> **Aim of the task**
Each line holding the word "ExitApp" must appear in the answer, copied from the entries.

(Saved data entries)
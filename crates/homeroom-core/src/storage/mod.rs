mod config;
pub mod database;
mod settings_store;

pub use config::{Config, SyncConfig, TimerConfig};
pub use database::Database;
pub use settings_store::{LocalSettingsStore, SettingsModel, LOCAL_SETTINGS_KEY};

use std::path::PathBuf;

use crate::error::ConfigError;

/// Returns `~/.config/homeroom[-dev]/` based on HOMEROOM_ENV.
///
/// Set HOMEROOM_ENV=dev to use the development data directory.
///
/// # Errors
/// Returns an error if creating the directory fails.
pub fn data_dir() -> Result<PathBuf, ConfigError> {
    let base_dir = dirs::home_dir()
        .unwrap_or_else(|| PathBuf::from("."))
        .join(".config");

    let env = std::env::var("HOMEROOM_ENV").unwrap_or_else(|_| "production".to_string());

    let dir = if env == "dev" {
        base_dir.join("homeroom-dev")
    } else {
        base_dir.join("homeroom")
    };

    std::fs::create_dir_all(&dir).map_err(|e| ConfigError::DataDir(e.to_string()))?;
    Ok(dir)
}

--

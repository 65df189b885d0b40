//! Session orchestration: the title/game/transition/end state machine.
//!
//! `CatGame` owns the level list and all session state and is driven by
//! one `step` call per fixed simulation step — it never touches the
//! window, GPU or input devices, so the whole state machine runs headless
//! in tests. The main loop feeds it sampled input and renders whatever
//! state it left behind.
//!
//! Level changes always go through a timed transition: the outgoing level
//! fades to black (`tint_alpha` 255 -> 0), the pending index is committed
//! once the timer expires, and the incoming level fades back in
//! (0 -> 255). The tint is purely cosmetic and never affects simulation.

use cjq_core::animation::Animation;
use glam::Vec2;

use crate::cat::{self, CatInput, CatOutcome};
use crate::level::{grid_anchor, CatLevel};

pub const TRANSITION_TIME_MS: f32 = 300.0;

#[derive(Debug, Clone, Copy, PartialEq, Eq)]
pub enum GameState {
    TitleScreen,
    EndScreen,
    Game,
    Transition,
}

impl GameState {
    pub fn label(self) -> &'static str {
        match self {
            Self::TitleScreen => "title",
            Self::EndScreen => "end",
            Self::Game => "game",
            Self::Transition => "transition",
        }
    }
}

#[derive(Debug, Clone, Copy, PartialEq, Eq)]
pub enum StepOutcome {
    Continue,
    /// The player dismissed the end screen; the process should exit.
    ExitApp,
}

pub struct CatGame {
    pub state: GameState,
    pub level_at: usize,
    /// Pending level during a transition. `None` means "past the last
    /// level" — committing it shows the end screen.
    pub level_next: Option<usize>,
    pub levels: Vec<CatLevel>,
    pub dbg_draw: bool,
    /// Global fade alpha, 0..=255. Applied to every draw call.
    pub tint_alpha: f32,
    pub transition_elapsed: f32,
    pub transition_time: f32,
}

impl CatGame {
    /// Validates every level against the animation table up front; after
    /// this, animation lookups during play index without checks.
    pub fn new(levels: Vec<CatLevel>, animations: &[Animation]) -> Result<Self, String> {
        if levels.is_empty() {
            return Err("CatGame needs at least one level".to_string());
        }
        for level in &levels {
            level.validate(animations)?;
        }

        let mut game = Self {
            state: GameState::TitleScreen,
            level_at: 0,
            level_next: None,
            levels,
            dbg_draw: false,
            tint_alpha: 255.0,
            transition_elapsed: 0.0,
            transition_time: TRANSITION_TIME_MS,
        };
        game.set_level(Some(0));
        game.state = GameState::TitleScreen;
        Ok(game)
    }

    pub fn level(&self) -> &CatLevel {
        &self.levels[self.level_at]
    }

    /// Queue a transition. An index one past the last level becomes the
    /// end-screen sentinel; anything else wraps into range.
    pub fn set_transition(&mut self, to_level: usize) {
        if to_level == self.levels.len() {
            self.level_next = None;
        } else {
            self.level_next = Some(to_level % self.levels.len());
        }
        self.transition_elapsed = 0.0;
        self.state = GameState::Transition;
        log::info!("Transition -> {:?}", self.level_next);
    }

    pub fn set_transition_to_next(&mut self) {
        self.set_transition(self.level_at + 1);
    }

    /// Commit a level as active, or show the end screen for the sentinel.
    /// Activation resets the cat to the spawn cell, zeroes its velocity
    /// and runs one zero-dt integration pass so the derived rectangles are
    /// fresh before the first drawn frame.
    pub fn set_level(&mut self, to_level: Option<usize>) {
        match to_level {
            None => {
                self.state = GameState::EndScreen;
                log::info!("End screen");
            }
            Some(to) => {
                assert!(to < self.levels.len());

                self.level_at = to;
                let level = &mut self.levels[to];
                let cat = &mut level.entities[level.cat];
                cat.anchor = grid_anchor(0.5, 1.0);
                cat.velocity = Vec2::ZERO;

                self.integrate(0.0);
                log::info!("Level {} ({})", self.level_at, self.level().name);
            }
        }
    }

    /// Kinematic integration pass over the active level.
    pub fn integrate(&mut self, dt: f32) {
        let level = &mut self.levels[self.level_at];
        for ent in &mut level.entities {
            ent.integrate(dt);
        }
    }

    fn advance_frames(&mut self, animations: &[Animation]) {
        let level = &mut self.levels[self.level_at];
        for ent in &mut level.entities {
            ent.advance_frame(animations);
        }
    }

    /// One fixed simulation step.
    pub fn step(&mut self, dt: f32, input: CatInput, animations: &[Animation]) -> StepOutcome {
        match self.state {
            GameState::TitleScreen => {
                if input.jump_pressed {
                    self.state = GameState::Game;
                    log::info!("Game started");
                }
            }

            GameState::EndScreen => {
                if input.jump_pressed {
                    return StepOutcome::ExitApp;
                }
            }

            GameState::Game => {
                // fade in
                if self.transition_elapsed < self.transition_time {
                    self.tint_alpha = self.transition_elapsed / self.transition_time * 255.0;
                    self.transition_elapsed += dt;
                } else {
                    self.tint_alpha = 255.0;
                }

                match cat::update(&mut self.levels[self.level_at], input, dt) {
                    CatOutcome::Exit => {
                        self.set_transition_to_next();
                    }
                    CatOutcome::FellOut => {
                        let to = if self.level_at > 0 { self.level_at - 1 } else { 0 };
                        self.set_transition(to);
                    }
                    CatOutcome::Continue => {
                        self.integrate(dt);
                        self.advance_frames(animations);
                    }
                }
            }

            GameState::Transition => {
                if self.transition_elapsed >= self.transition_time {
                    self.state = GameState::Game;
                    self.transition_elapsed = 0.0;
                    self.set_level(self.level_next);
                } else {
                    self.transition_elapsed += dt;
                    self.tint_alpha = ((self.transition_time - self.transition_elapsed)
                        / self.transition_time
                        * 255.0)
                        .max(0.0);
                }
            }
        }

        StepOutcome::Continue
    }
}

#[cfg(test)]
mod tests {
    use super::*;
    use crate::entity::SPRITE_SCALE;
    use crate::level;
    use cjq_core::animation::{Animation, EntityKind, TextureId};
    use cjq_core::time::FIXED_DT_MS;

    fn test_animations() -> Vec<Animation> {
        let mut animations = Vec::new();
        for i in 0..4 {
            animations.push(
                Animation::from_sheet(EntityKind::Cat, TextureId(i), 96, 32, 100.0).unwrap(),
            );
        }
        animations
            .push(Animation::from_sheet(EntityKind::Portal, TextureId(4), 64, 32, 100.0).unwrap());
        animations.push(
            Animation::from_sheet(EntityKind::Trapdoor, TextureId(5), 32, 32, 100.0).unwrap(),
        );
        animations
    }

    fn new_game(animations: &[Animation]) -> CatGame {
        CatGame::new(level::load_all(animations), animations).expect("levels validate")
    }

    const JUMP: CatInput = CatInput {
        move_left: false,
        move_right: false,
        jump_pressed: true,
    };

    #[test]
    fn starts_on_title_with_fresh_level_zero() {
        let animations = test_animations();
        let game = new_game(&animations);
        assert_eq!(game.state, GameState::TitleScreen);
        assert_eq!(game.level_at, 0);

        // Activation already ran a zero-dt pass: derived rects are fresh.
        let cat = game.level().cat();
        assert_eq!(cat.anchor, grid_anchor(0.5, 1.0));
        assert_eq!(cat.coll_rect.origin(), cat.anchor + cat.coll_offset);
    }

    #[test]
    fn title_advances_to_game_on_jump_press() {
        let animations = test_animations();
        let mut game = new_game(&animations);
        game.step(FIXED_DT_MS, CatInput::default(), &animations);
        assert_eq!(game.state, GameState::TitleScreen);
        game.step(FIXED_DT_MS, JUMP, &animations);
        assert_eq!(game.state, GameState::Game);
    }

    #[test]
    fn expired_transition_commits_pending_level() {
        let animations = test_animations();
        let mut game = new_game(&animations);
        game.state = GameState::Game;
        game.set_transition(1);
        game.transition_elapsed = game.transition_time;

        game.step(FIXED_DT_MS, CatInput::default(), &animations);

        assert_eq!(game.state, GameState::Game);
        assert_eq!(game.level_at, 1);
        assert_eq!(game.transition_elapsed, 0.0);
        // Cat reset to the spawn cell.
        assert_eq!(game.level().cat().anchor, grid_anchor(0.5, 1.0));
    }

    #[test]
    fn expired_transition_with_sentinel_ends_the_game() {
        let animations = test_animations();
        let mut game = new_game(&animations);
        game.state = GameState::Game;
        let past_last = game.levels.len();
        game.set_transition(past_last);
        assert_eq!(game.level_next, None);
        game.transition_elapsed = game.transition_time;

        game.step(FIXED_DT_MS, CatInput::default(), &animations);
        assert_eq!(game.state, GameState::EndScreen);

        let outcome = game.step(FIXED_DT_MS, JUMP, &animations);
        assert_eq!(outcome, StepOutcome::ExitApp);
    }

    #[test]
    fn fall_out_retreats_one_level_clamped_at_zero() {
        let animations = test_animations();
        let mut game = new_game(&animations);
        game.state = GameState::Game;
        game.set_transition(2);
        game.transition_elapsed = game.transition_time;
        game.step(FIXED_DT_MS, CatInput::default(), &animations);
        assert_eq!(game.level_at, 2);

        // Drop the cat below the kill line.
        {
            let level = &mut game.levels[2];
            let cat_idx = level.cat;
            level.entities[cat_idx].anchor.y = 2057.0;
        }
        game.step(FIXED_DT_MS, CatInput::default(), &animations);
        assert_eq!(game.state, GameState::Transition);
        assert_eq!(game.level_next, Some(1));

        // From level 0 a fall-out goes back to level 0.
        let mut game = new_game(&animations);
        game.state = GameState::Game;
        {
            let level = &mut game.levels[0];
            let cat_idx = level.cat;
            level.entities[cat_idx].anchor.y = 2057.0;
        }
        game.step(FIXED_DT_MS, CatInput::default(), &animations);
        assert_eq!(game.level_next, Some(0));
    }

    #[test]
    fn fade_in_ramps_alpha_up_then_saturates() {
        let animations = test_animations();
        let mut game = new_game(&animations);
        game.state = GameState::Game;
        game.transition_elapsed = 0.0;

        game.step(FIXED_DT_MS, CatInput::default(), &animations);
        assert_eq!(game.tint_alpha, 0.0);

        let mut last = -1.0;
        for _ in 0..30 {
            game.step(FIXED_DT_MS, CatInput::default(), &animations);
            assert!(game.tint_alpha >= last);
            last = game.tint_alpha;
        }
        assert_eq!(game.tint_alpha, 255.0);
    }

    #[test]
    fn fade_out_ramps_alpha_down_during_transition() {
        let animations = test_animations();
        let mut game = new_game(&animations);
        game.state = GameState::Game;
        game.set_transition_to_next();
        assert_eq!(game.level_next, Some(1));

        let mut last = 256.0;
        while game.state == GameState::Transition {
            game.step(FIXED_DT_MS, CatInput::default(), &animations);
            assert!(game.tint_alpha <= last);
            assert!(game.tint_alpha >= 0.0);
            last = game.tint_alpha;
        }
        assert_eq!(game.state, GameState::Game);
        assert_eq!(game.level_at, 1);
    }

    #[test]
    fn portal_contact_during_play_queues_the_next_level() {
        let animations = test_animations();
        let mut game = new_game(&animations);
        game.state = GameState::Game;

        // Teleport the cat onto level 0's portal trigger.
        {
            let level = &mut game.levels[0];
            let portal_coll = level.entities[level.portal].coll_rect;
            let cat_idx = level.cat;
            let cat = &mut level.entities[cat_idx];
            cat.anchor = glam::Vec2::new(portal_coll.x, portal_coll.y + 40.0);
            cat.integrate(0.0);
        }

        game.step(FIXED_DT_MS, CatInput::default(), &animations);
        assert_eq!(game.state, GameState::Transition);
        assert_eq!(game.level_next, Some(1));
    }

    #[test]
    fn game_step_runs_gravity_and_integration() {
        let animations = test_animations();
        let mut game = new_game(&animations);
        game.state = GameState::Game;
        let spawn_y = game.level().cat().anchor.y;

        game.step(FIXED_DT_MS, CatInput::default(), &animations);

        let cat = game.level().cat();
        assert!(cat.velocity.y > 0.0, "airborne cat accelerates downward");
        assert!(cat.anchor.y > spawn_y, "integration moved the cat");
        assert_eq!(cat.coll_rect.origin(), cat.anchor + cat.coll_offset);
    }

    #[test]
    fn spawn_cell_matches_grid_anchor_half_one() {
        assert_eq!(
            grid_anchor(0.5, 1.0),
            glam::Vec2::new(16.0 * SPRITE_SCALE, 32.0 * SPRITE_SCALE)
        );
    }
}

> **Result**
    ExitApp,
                    return StepOutcome::ExitApp;
        assert_eq!(outcome, StepOutcome::ExitApp);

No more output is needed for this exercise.